Не в силах ничего сказать, он стал медленно подниматься. И Олька, будто была с ним соединена чем-то, тоже начала подниматься одновременно.
А поднявшись, они некоторое время стояли недвижимо. Иван, ничего теперь даже и не понимая, не соображая, глядел на девушку мутными, невидящими глазами, а она, сложив руки под грудью, склонив голову немного набок, будто по-прежнему прислушивалась напряженно к неумолчному плеску ручейка.
– Но это не самое страшное, ее глаза, – донеслось до него. – А самое страшное в другом... Если бы мама не закричала, чтобы я... я все равно бы бросила. Все равно...
Голос ее был тих, слаб, она говорила почти шепотом. Но звон ручья, отчетливо печатающийся в сознании, совсем не заглушал его.
Проговорив это, она устало обронила руки, повернулась и пошла. И Савельев Иван повернулся вместе с ней, но остался на месте. Стоял и глядел на удаляющуюся Ольку до тех пор, пока она не скрылась в палатке.
Алейников и рыжий Степан Метальников, опасаясь немецких постов, на значительном расстоянии обошли ночью вокруг Шестокова, в лагерь вернулись уже при ярком свете солнца, которое в июле встает рано. Всю ночь Яков был хмур и неразговорчив, объяснения Метальникова о характере местности выслушал тоже молча, не задавая никаких вопросов. Только когда они выбрались из кустов на песчаную дорогу, убегающую к западной стороне Шестокова, и когда Метальников сказал, что завтрашней ночью он, согласно обусловленному с Бергером сроку, должен с очередным донесением выйти именно на эту дорогу, лишь в километре правее от этого места, где они стоят, Алейников спросил:
– А дальше что обычно бывает?
– Они или забирают у меня составленное особым шифром донесение и отправляют обратно, или ведут на беседу и инструктаж к самому Бергеру.
– Но теперь Бергера нет, – раздраженно проговорил вполголоса Алейников. – Ты, ихний агент в отряде, не сообщил заранее о запланированной партизанами акции против него. И что в «Абвергруппе» теперь по этому поводу думают?
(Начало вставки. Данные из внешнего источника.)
impl Scenario {
    pub fn from_toml_str(input: &str) -> Result<Self> {
        let scenario: Self = toml::from_str(input).context("failed to parse scenario")?;
        validate_name("scenario", &scenario.name)?;
        Ok(scenario)
    }

    pub fn load(path: &Path) -> Result<Self> {
        let content = fs::read_to_string(path)
            .with_context(|| format!("failed reading scenario file {}", path.display()))?;
        Self::from_toml_str(&content)
            .with_context(|| format!("failed loading scenario {}", path.display()))
    }

    pub fn to_toml_string(&self) -> Result<String> {
        toml::to_string_pretty(self).context("failed to serialize scenario")
    }

    /// A linear chain where each package depends on the one before it. Bootstraps every
    /// link, bumps every package but the last, and re-resolves each link individually
    /// (or the leaf all at once with `update_all`).
    pub fn dependency_chain(
        names: &[&str],
        source: &RegistrySource,
        initial_version: &Version,
        update_all: bool,
        root_dependency: Option<&ExternalDependency>,
    ) -> Result<Self> {
        if names.len() < 2 {
            anyhow::bail!("dependency chain needs at least two projects");
        }
        if let Some(dependency) = root_dependency {
            if names.contains(&dependency.name.as_str()) {
                anyhow::bail!(
                    "external dependency '{}' is already a package of the chain",
                    dependency.name
                );
            }
        }
        let bumped = BumpKind::Patch
            .apply(initial_version)
            .context("patch bump must produce a version")?;
        let last = names.len() - 1;
        let mut steps = Vec::new();

        for name in names {
            steps.push(Step::new(*name, Action::Create));
            steps.push(Step::new(
                *name,
                Action::AddSource {
                    name: source.name.clone(),
                    url: source.url.clone(),
                },
            ));
        }

        for (index, name) in names.iter().enumerate() {
            if let (0, Some(dependency)) = (index, root_dependency) {
                steps.push(Step::new(
                    *name,
                    Action::AddDependency {
                        name: dependency.name.clone(),
                        source: dependency.source.clone(),
                    },
                ));
            }
            if index > 0 {
                steps.push(Step::new(
                    *name,
                    Action::AddDependency {
                        name: names[index - 1].to_string(),
                        source: Some(source.name.clone()),
                    },
                ));
            }
            if index < last {
                steps.push(Step::new(*name, Action::build()));
                steps.push(Step::new(
                    *name,
                    Action::Publish {
                        repository: source.name.clone(),
                    },
                ));
            }
        }

        for (index, name) in names.iter().enumerate().take(last) {
            steps.push(Step::new(
                *name,
                Action::BumpVersion {
                    kind: BumpKind::Patch,
                },
            ));
            if index > 0 {
                steps.push(Step::new(
                    *name,
                    Action::UpdateDependency {
                        name: names[index - 1].to_string(),
                    },
                ));
            }
            steps.push(Step::new(*name, Action::build()));
            steps.push(Step::new(
                *name,
                Action::Publish {
                    repository: source.name.clone(),
                },
            ));
        }

        let leaf_update = if update_all {
            Action::UpdateAllDependencies
        } else {
            Action::UpdateDependency {
                name: names[last - 1].to_string(),
            }
        };
        steps.push(Step::new(names[last], leaf_update));

        for name in &names[1..] {
            steps.push(Step::new(
                *name,
                Action::ExpectLocked {
                    package: names[0].to_string(),
                    version: bumped.to_string(),
                },
            ));
        }

        Ok(Self {
            name: "chain".to_string(),
            description: Some(format!(
                "{} with each package depending on the previous one",
                names.join(" -> ")
            )),
            steps,
        })
    }

    /// Project names in creation order.
    pub fn projects(&self) -> Vec<&str> {
        self.steps
            .iter()
            .filter(|step| step.action == Action::Create)
            .map(|step| step.project.as_str())
            .collect()
    }

    pub fn registry_urls(&self) -> Vec<&str> {
        let mut seen = BTreeSet::new();
        let mut urls = Vec::new();
        for step in &self.steps {
            if let Action::AddSource { url, .. } = &step.action {
                if seen.insert(url.as_str()) {
                    urls.push(url.as_str());
                }
            }
        }
        urls
    }

    pub fn recorded_step_count(&self) -> usize {
        self.steps
            .iter()
            .filter(|step| step.action.is_recorded())
            .count()
    }

    /// Replays the per-project lifecycle over the step list and rejects orderings that
    /// cannot succeed: actions before `create`, publishing without a build in the current
    /// version, and depending on a scenario project before it reached the named index.
    pub fn validate(&self) -> Result<()> {
        let scenario_projects: BTreeSet<&str> = self.projects().into_iter().collect();
        let mut states: BTreeMap<&str, ProjectPlanState> = BTreeMap::new();
        let mut published: BTreeMap<&str, BTreeSet<&str>> = BTreeMap::new();

        for (index, step) in self.steps.iter().enumerate() {
            let position = index + 1;
            let project = step.project.as_str();
            let label = step.action.label();

            if let Action::Create = step.action {
                validate_name("project", project).with_context(|| {
                    format!("scenario-invalid: step {position} ({project} {label})")
                })?;
                if states.insert(project, ProjectPlanState::default()).is_some() {
                    anyhow::bail!(
                        "scenario-invalid: step {position} creates project '{project}' twice"
                    );
                }
                continue;
            }

            let Some(state) = states.get_mut(project) else {
                anyhow::bail!(
                    "scenario-invalid: step {position} ({project} {label}) runs before '{project}' is created"
                );
            };

            match &step.action {
                Action::Create => {}
                Action::AddSource { name, url } => {
                    RegistrySource::new(name.as_str(), url.as_str()).with_context(|| {
                        format!("scenario-invalid: step {position} ({project} {label})")
                    })?;
                    state.sources.insert(name.clone());
                }
                Action::AddDependency { name, source } => {
                    if name == project {
                        anyhow::bail!(
                            "scenario-invalid: step {position} makes '{project}' depend on itself"
                        );
                    }
                    if let Some(source) = source {
                        if !state.sources.contains(source) {
                            anyhow::bail!(
                                "scenario-invalid: step {position} ({project} {label}) uses source '{source}' that '{project}' never registered"
                            );
                        }
                        let reachable = published
                            .get(source.as_str())
                            .is_some_and(|names| names.contains(name.as_str()));
                        if scenario_projects.contains(name.as_str()) && !reachable {
                            anyhow::bail!(
                                "scenario-invalid: step {position} ({project} {label}) needs '{name}' published to '{source}' first"
                            );
                        }
                    }
                }
                Action::Build { .. } => state.built_this_epoch = true,
                Action::Publish { repository } => {
                    if !state.sources.contains(repository) {
                        anyhow::bail!(
                            "scenario-invalid: step {position} ({project} {label}) targets source '{repository}' that '{project}' never registered"
                        );
                    }
                    if !state.built_this_epoch {
                        anyhow::bail!(
                            "scenario-invalid: step {position} ({project} {label}) has no build for the current version"
                        );
                    }
                    published
                        .entry(repository.as_str())
                        .or_default()
                        .insert(project);
                }
                Action::BumpVersion { .. } => state.built_this_epoch = false,
                Action::UpdateDependency { name } => {
                    if name.trim().is_empty() {
                        anyhow::bail!(
                            "scenario-invalid: step {position} ({project} {label}) names no dependency"
                        );
                    }
                }
                Action::ExpectLocked { package, version } => {
                    if package.trim().is_empty() || version.trim().is_empty() {
                        anyhow::bail!(
                            "scenario-invalid: step {position} ({project} {label}) needs a package and a version"
                        );
                    }
                }
                Action::Lock
                | Action::UpdateAllDependencies
                | Action::RemoveLock
                | Action::RemoveEnvironment => {}
            }
        }

        Ok(())
    }
}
Степан лишь пожал плечами.
Этот же вопрос Алейников задал, вернувшись, Баландину. Яков, позавтракав, только что вылез из-за стола и, собираясь наконец поспать, снял гимнастерку, брюки, сел на топчан.
– Ответа у них может быть два-три, – сказал Баландин, допивая чай из алюминиевой кружки. – Первое – не мог заранее узнать об этом нашем плане. Второе – не сумел, ну, не имел возможности, времени сообщить об этом. Тоже ведь ему надо отлучиться из отряда незаметно, а мы не лопухи. Шестоково не близко.
– А третье?
– Третье – все сильней думают, чей он агент, ихний или наш.
– Вот это скорей всего, – сказал находившийся тут же Метальников. – Лахновский давно этим мучается. Последний раз, когда я ходил в Шестоково, часа три мытарил. И чуть не запутал, сволочь. Потом свою трость приставил напротив сердца. «Чуешь, шипит, что ждет тебя, ежели что? Полсекунды – и готово. В любом случае наши люди живьем тебя ко мне приволокут...»
– Поторопились вы с Бергером, – поморщился Алейников. – Сейчас они во сто крат насторожились.
– Связаться с вами не имели возможности, питание для рации кончилось. – Баландин отставил кружку. – А тут такое известие староста Подкорытов через Степана передал – Бергер в Орел уехал, вот-вот должен возвращаться. Упускать такой момент? Двое суток, проклятого, сторожили. Живьем, думали. Да вот...
– Ну ладно, ладно... – раздумчиво произнес Яков.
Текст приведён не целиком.